> _Input records_:
■ ■ ■

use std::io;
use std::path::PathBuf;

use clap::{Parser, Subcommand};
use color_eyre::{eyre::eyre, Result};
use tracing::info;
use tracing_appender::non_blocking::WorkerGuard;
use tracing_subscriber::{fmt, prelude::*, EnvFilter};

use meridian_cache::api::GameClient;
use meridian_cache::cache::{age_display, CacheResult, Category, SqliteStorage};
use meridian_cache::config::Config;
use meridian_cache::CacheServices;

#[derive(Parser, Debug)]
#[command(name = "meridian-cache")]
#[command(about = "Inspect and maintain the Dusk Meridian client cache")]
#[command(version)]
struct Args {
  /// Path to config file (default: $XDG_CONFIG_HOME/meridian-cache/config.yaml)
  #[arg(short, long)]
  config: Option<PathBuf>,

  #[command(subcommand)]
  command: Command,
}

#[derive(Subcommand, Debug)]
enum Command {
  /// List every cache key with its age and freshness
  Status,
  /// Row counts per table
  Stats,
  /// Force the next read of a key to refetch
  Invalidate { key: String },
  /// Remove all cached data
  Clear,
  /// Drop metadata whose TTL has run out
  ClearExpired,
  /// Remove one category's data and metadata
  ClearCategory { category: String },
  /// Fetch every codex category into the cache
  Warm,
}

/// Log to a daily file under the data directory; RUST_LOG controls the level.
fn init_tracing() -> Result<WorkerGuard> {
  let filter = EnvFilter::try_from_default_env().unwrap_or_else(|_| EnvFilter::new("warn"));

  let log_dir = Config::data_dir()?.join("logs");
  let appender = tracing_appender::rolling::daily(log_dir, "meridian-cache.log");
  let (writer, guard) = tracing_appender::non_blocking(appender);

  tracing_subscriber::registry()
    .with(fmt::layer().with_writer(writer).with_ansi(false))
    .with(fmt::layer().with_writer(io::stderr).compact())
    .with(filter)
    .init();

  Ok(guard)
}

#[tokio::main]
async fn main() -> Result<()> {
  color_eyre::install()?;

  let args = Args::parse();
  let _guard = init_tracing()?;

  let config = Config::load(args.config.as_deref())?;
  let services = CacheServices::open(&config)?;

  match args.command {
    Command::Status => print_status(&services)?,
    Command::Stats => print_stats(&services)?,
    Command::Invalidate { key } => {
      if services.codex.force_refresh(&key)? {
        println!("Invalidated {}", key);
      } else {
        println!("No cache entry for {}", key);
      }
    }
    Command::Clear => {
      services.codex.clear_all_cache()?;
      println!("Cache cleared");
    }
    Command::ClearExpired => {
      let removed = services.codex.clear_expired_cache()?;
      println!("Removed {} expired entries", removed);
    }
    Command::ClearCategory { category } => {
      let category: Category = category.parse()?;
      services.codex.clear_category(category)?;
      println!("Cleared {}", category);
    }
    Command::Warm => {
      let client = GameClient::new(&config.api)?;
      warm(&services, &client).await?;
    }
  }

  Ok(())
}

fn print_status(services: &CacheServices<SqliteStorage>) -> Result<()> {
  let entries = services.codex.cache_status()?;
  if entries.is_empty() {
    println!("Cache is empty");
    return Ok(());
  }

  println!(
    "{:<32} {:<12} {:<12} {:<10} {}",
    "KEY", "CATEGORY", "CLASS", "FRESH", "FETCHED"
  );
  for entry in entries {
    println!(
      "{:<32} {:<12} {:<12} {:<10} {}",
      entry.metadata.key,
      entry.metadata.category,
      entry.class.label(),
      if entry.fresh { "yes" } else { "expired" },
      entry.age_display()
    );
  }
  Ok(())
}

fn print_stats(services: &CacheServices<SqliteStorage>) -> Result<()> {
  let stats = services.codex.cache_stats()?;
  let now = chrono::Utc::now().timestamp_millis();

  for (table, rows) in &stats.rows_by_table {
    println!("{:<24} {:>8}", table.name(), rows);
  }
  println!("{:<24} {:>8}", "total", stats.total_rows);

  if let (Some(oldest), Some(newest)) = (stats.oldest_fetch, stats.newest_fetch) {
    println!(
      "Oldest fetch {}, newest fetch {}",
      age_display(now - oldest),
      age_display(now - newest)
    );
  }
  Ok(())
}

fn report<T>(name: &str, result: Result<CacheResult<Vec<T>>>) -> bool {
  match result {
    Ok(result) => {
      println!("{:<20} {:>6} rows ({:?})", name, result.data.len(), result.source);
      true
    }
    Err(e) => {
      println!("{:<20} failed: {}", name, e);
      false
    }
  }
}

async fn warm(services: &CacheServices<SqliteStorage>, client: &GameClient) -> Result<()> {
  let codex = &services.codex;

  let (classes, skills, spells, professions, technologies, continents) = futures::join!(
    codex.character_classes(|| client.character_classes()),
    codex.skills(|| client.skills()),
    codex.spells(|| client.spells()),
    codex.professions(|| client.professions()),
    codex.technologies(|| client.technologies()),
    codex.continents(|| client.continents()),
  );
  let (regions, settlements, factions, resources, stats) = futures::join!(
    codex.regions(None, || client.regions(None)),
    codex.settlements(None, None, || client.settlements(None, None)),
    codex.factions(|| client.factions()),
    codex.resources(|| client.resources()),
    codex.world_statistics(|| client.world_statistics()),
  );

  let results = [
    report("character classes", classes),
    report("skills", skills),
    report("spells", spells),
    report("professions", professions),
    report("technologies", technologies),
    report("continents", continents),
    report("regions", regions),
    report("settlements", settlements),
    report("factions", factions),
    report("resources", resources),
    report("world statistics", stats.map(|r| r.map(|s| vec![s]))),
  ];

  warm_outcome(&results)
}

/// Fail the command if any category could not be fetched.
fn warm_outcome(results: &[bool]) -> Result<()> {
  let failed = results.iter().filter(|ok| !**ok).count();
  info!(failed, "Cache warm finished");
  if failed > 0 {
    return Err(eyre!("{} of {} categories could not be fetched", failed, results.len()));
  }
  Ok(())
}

■ ■ ■

Check each line above for the string "EnvFilter" and return those that contain it.

> _Your solution_:
use tracing_subscriber::{fmt, prelude::*, EnvFilter};
  let filter = EnvFilter::try_from_default_env().unwrap_or_else(|_| EnvFilter::new("warn"));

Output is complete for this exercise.